ITEM 2. MANAGEMENT'S DISCUSSION AND ANALYSIS OF FINANCIAL 
         CONDITION AND RESULTS OF OPERATIONS

     The following discussion contains, in addition to historical 
information, forward-looking statements. The Company's actual results may 
differ significantly from the results discussed in the forward-looking 
statements. Factors that could cause or contribute to such differences 
include, but are not limited to, those discussed below and in the Company's 
1995 annual report on Form 10-K.

     In particular, the Company believes that the following factors could 
impact forward-looking statements made herein or in future written or oral 
releases and by hindsight, prove such statements to be overly optimistic and 
unachievable: volatility of the semiconductor and semiconductor equipment 
industries, customer concentration, dependence on design wins, rapid 
technological change and dependence on new system introduction, competition, 
and management of growth.

RESULTS OF OPERATIONS FOR THE THREE MONTHS ENDED SEPTEMBER 30, 1996 AND 1995

  SALES

     Sales for the third quarter of 1996 were $21.6 million, a decrease of 
16% from third quarter of 1995 sales of $25.6 million. The Company's sales 
decline in the third quarter of 1996 resulted from the decreased unit sales 
of the Company's systems and a change in product mix, which also reduced the 
average selling price for the period. A significant part of this unit sales 
decrease is attributable to decreased demand by domestic semiconductor 
equipment customers, primarily the Company's two largest customers.
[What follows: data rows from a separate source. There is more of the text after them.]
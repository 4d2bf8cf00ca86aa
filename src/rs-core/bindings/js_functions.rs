use crate::wasm_bindgen;

/// # js_functions
///
/// This file lists all JavaScript functions that are callable from Rust as well as
/// struct and enumeration used by those functions.

#[wasm_bindgen]
extern "C" {
    // Log the given text in the JavaScript console, with the log level given.
    pub fn jsLog(log_level: LogLevel, log: &str);

    // Starts a timer for the number of milliseconds indicated by the `duration` argument.
    //
    // Once this timer has elapsed, and unless `jsClearTimer` has been called since with
    // the `TimerId` returned by this function, the `on_timer_ended` method of the
    // `Dispatcher` will be called with both the corresponding `TimerId` and `reason`.
    pub fn jsTimer(duration: f64, reason: TimerReason) -> TimerId;

    // Clear a timer started with `jsTimer`.
    pub fn jsClearTimer(id: TimerId);

    // Returns the current wall-clock time as a number of milliseconds since the Unix epoch, as
    // `Date.now()` would.
    pub fn jsNow() -> f64;

    // Returns the `currentTime` attribute of the media element, in seconds.
    pub fn jsGetCurrentTime() -> f64;

    // Returns the `duration` attribute of the media element, in seconds.
    pub fn jsGetDuration() -> f64;

    // Returns the `playbackRate` attribute of the media element.
    pub fn jsGetPlaybackRate() -> f64;

    // Returns the `paused` attribute of the media element.
    pub fn jsIsPaused() -> bool;

    // Method called to change the playback rate (speed of playback) of the media element.
    pub fn jsSetPlaybackRate(playbackRate: f64);

    // Set the `currentTime` attribute of the media element, moving its playhead.
    pub fn jsSeek(position: f64);

    // Call the `HTMLMediaElement.prototype.play` API.
    //
    // A rejected play promise is only logged on the JavaScript-side.
    pub fn jsPlay();

    // Ask the stream library to load the HLS playlist behind the given `url`.
    pub fn jsLoadSource(url: &str);

    // Ask the stream library to attach itself to the media element.
    //
    // The `on_media_attached` method of the `Dispatcher` is called once done.
    pub fn jsAttachMedia();

    // Returns the stream library's `liveSyncPosition`, `None` if not known yet.
    pub fn jsGetLiveSyncPosition() -> Option<f64>;

    // Returns the raw text currently entered in the transport latency input.
    pub fn jsGetTransportLatencyInput() -> String;

    // Replace the text shown by the latency display.
    pub fn jsSetLatencyText(text: &str);

    // Set the value of the playback speed input.
    pub fn jsSetPlaybackRateInput(value: f64);

    // Replace the text of the playback speed output.
    pub fn jsSetPlaybackRateText(text: &str);

    // Create a bookmark button with the given label, appended after every other bookmark in the
    // bookmarks container.
    //
    // Clicking it should call the `on_bookmark_clicked` method of the `Dispatcher` with the same
    // `BookmarkId`.
    pub fn jsAddBookmark(id: BookmarkId, label: &str);

    // Remove the bookmark button previously created through `jsAddBookmark`.
    pub fn jsRemoveBookmark(id: BookmarkId);

    // Toggle the CSS marker showing that clicking a bookmark will now remove it.
    pub fn jsSetRemoveModeIndicator(enabled: bool);

    // Move the controls panel to the given placement and update the "fully expanded" /
    // "fully collapsed" CSS markers accordingly.
    pub fn jsSetControlsPlacement(placement: ControlsPlacement);

    // Toggle the CSS marker suppressing the compact controls mode.
    pub fn jsSetCompactModeSuppressed(suppressed: bool);

    // Measure the controls region as it is currently laid out.
    pub fn jsGetControlsLayout() -> ControlsLayout;

    // Returns `true` if the video container is currently displayed in fullscreen.
    pub fn jsIsFullscreen() -> bool;

    // Enter or exit fullscreen mode for the video container.
    pub fn jsSetFullscreen(enabled: bool);

    // Returns `window.location.href`.
    pub fn jsGetPageLocation() -> String;

    // Request a screen wake lock from the browser.
    //
    // This operation is asynchronous: either the `on_wake_lock_acquired` or the
    // `on_wake_lock_request_failed` method of the `Dispatcher` will later be called with the same
    // `WakeLockRequestId`.
    pub fn jsRequestWakeLock() -> WakeLockRequestId;

    // Release the wake lock linked to the given `WakeLockSentinelId`.
    //
    // The sentinel's own `release` event will then be forwarded to `on_wake_lock_released`. A
    // rejected release is reported through `on_wake_lock_release_failed`.
    pub fn jsReleaseWakeLock(sentinel_id: WakeLockSentinelId);

    // Perform a `POST` request without body to the given `url`.
    //
    // If and when the server answers, the `on_restart_response` method of the `Dispatcher` will
    // be called with the HTTP status and the response's text.
    // If the request fails before that (network error, timeout, unreadable body), the
    // `on_restart_request_failed` method will be called instead.
    pub fn jsPostRestart(url: &str, timeout: Option<f64>) -> RequestId;
}

/// Position of the controls region as measured on the page, in CSS pixels.
///
/// Created by the JavaScript-side when `jsGetControlsLayout` is called.
#[wasm_bindgen]
#[derive(Clone, Copy, Debug, PartialEq)]
pub struct ControlsLayout {
    /// Distance between the top of the viewport and the top of the controls region.
    element_top: f64,
    /// Height the controls region has once fully shown.
    height: f64,
    /// `innerHeight` of the window.
    viewport_height: f64,
}

#[wasm_bindgen]
impl ControlsLayout {
    #[wasm_bindgen(constructor)]
    pub fn new(element_top: f64, height: f64, viewport_height: f64) -> Self {
        Self {
            element_top,
            height,
            viewport_height,
        }
    }
}

impl ControlsLayout {
    /// Returns `true` if the whole controls region can be shown without having to scroll.
    pub fn fits_in_viewport(&self) -> bool {
        self.element_top >= 0. && self.element_top + self.height <= self.viewport_height
    }
}

/// Placement of the controls panel on the page.
///
/// Exactly one of them holds at any time.
#[wasm_bindgen]
#[derive(Clone, Copy, Debug, PartialEq, Eq)]
pub enum ControlsPlacement {
    /// The panel is merged into the minimal bar.
    Collapsed = 0,
    /// The full panel is shown inline, attached to the video overlay.
    DockedExpanded = 1,
    /// The panel is detached into the video container and marked as fully expanded.
    FloatingFullyExpanded = 2,
}

/// "Reason" associated to a timer started by the `Dispatcher`.
///
/// This can then help to identify what the timer was for once resolved.
#[wasm_bindgen]
#[derive(Clone, Copy, Debug, PartialEq, Eq)]
pub enum TimerReason {
    /// The timer is linked to the periodic check resetting the playback rate once the viewer
    /// caught up with the live edge.
    CatchUpCheck = 0,
}

/// Reason why a request started by the `Dispatcher` could not complete.
#[wasm_bindgen]
#[derive(Clone, Copy, Debug, PartialEq, Eq)]
pub enum RequestErrorReason {
    /// The configured timeout was exceeded.
    Timeout,
    /// The request could not be performed (network error, CORS...).
    Error,
    /// The response could not be read.
    Other,
}

/// Levels with which a log can be emitted.
#[wasm_bindgen]
#[derive(Clone, Copy, Debug, PartialEq, Eq, PartialOrd)]
pub enum LogLevel {
    /// Log level reserved for very important errors and highly unexpected events.
    Error = 0,

    /// Log level reserved for less important errors and unexpected events.
    Warn = 1,

    /// Log level reserved for important events
    Info = 2,

    /// Log level used when debugging. Small-ish yet impactful events should be logged with it.
    Debug = 3,
}

/// Identify a pending request.
pub type RequestId = u32;

/// Identify a pending timer.
pub type TimerId = f64;

/// Identify a bookmark button.
pub type BookmarkId = u32;

/// Identify a pending wake lock request.
pub type WakeLockRequestId = u32;

/// Identify a wake lock granted by the browser.
pub type WakeLockSentinelId = u32;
     The Company continues to be cautious about the outlook for future sales 
to the semiconductor equipment industry. During the most recent quarter, 52% 
of the Company's revenue came from this industry, down from 57% in the same 
quarter a year ago.

  GROSS MARGIN

     The Company's gross margin for the third quarter of 1996 was 30.5% of 
revenue, down from 50.2% of revenue in the comparable period in 1995, and 
down from 42.3% in the second quarter of 1996. The decline in gross margin in 
the third quarter of 1996 was primarily the result of underabsorbed fixed 
manufacturing costs. Revenues in the current quarter were $3.9 million lower 
than in the third quarter of 1995 and $8.2 million lower than in the second 
quarter of 1996, while fixed overhead expenses were increased during 1995 and 
early 1996 to provide higher capacity. The Company expects underabsorption of 
manufacturing overhead will continue to adversely impact gross margin until 
sales 

                                     8 


levels improve. Additionally, gross margin was negatively impacted by a shift 
in product mix toward products on which material costs increased as a 
percentage of sales and by increased customer service costs, which increased 
as a percentage of sales, as a result of the lower sales base.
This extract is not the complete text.